Alteplase is the only FDA approved thrombolytic treatment in acute ischemic stroke (AIS). Tenecteplase has shown similar efficacy and safety in multiple clinical trials and has the advantages of being given as a single bolus, having an increased resistance to plasminogen activator inhibitor-1, and a longer half-life, compared to Alteplase. Alongside many US Stroke Centers, our institution replaced Alteplase with Tenecteplase in February 2022 and we aim to report our experience.

Design/Methods:

This is an IRB approved retrospective study reviewing patients treated with Alteplase in 2021 and Tenecteplase from 2/2022 - 1/2023 at the Barrow Neurological Institute. Variables analyzed: demographics, admission and discharge National Institutes of Health Stroke Scale (NIHSS), door to needle time (DNT), door to imaging time (DTI), hemorrhagic complications, and discharge destinations. DNT for Tenecteplase and Alteplase were compared after excluding extreme outliers. Statistical analyses included use of Wilcoxon Rank Sum test and Exact test.

 

Results:

53 AIS patients received Tenecteplase; 40 (75%) received 0.25 mg/kg dose (maximum 25 mg) and 13 (25%) received 0.4 mg/kg dose (maximum 40 mg).
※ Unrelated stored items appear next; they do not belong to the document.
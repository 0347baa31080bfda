// SPDX-License-Identifier: GPL-3.0-only

//! Message and event handlers for the scanner task

use super::Scanner;
use super::detection::{AttemptOutcome, Resolution};
use super::state::ScannerMessage;
use crate::backends::camera::DeviceId;
use crate::errors::ScanError;
use std::time::Duration;
use tokio::time::Instant;
use tracing::{debug, info, trace, warn};

impl Scanner {
    pub(super) async fn update(&mut self, message: ScannerMessage) {
        debug!(message = ?message, "Scanner message");
        match message {
            ScannerMessage::Start => self.handle_start().await,
            ScannerMessage::Stop => self.handle_stop(),
            ScannerMessage::Toggle => self.handle_toggle().await,
            ScannerMessage::SelectDevice(id) => self.handle_select_device(id),
            // Handled by the run loop
            ScannerMessage::Shutdown => {}
        }
    }

    async fn handle_start(&mut self) {
        if !self.can_scan() {
            debug!("Scanning unavailable, ignoring start");
            return;
        }
        if self.session.scanning || self.resume_at.is_some() {
            debug!("Already scanning");
            return;
        }
        self.start_scanning().await;
    }

    fn handle_stop(&mut self) {
        if self.resume_at.take().is_some() {
            info!("Stop during device switch, cancelling resume");
        }
        if self.session.scanning || self.stream.is_live() {
            info!("Stopping scan");
        }
        self.halt_scanning();
    }

    async fn handle_toggle(&mut self) {
        if self.session.scanning || self.resume_at.is_some() {
            self.handle_stop();
        } else {
            self.handle_start().await;
        }
    }

    fn handle_select_device(&mut self, id: DeviceId) {
        if !self.devices.contains(&id) {
            warn!(device = %id, "Ignoring selection of unknown camera");
            return;
        }
        if self.session.selected_device_id.as_ref() == Some(&id) {
            debug!(device = %id, "Camera already selected");
            return;
        }

        info!(device = %id, "Selected camera");
        self.session.selected_device_id = Some(id);

        let was_scanning = self.session.scanning || self.resume_at.is_some();
        if was_scanning {
            // Old stream must be fully released before the new one opens
            self.halt_scanning();
            let settle = self.config.device_switch_settle();
            debug!(settle_ms = settle.as_millis(), "Waiting before reopening camera");
            self.resume_at = Some(Instant::now() + settle);
        }
    }

    /// Settle delay after a device switch has elapsed
    pub(super) async fn resume(&mut self) {
        if self.resume_at.take().is_none() {
            return;
        }
        info!("Resuming scan on new camera");
        self.start_scanning().await;
    }

    /// Acquire the selected camera and start the detection loop
    async fn start_scanning(&mut self) {
        let Some(device) = self.session.selected_device_id.clone() else {
            warn!("No camera selected, cannot start scanning");
            return;
        };

        // A new attempt clears a previous camera error
        if matches!(self.session.error, Some(ScanError::PermissionOrDevice(_))) {
            self.session.error = None;
        }
        self.stream.reset();

        self.session.scanning = true;
        let constraints = self.stream.begin_acquire(&device);
        self.publish();

        // Commands stay live while the platform opens the camera
        let (result, interrupt) = {
            let acquire = self.stream.acquire(constraints);
            tokio::pin!(acquire);
            loop {
                tokio::select! {
                    biased;

                    message = self.commands.recv() => match message {
                        Some(ScannerMessage::Start) => debug!("Camera already opening"),
                        Some(ScannerMessage::SelectDevice(id))
                            if id == device || !self.devices.contains(&id) =>
                        {
                            debug!(device = %id, "Ignoring selection while camera opens");
                        }
                        other => break (None, Some(other)),
                    },

                    result = &mut acquire => break (Some(result), None),
                }
            }
        };

        match result {
            Some(Ok(())) => {
                self.detection.start();
                info!(device = %device, "Scanning started");
            }
            Some(Err(e)) => {
                self.session.scanning = false;
                self.detection.cancel();
                self.session.error = Some(e);
            }
            None => self.interrupt_acquisition(interrupt.flatten()),
        }
    }

    /// Abandon a pending acquisition in favor of `message`
    ///
    /// `None` means the command channel closed.
    fn interrupt_acquisition(&mut self, message: Option<ScannerMessage>) {
        info!(message = ?message, "Camera acquisition interrupted");
        self.halt_scanning();

        match message {
            Some(ScannerMessage::SelectDevice(id)) => {
                info!(device = %id, "Selected camera");
                self.session.selected_device_id = Some(id);
                self.resume_at = Some(Instant::now() + self.config.device_switch_settle());
            }
            Some(ScannerMessage::Shutdown) | None => self.shutdown_requested = true,
            // Stop and Toggle both end the attempt
            Some(_) => {}
        }
    }

    /// Cancel the detection loop and release the stream
    pub(super) fn halt_scanning(&mut self) {
        self.detection.cancel();
        self.stream.teardown();
        self.session.scanning = false;
    }

    pub(super) fn frame_tick(&mut self, t: Duration) {
        if self.stream.has_ended() {
            warn!("Camera stream ended unexpectedly");
            self.detection.cancel();
            self.stream.fail();
            self.session.scanning = false;
            self.session.error = Some(ScanError::PermissionOrDevice(
                "camera stream ended".to_string(),
            ));
            return;
        }

        let frame = self.stream.present();
        let Some(detector) = self.detector.as_ref() else {
            return;
        };
        if self.detection.on_tick(t, frame, detector) {
            trace!(t_ms = t.as_millis(), "Detection attempt started");
        }
    }

    pub(super) fn detection_outcome(&mut self, outcome: AttemptOutcome) {
        match self.detection.resolve(outcome) {
            Resolution::Discarded => {}
            Resolution::Empty => trace!("No barcode in frame"),
            Resolution::Failed(e) => debug!(error = %e, "Detection attempt failed"),
            Resolution::Detected(result) => {
                info!(format = %result.format, value = %result.raw_value, "Barcode detected");
                self.halt_scanning();
                let code = result.raw_value.clone();
                self.last_detection = Some(result);
                // Hosts reading the snapshot from the callback see scanning stopped
                self.publish();
                (self.on_detected)(code);
            }
        }
    }
}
The average age was 66 years and 28 (53%) of the subjects were male. 3 (5.7%) had hemorrhage on follow up CT scan. Patients were discharged to home (53%), acute rehabilitation facility (36%), skilled nursing facility (7.5%) and 3.8% died prior to discharge. The average NIHSS score improved from 8.4 to 3.3 at discharge (p < 0.05). The average DNT was 47 minutes for Tenecteplase (51 cases) and 56 minutes for Alteplase (55 cases)(p=0.034).  

Conclusions:

Our study showed that Tenecteplase is efficacious and safe with a faster administration time compared to Alteplase. Although this is a retrospective study from a single center, our experience supports the switch from Alteplase to Tenecteplase for treatment of AIS.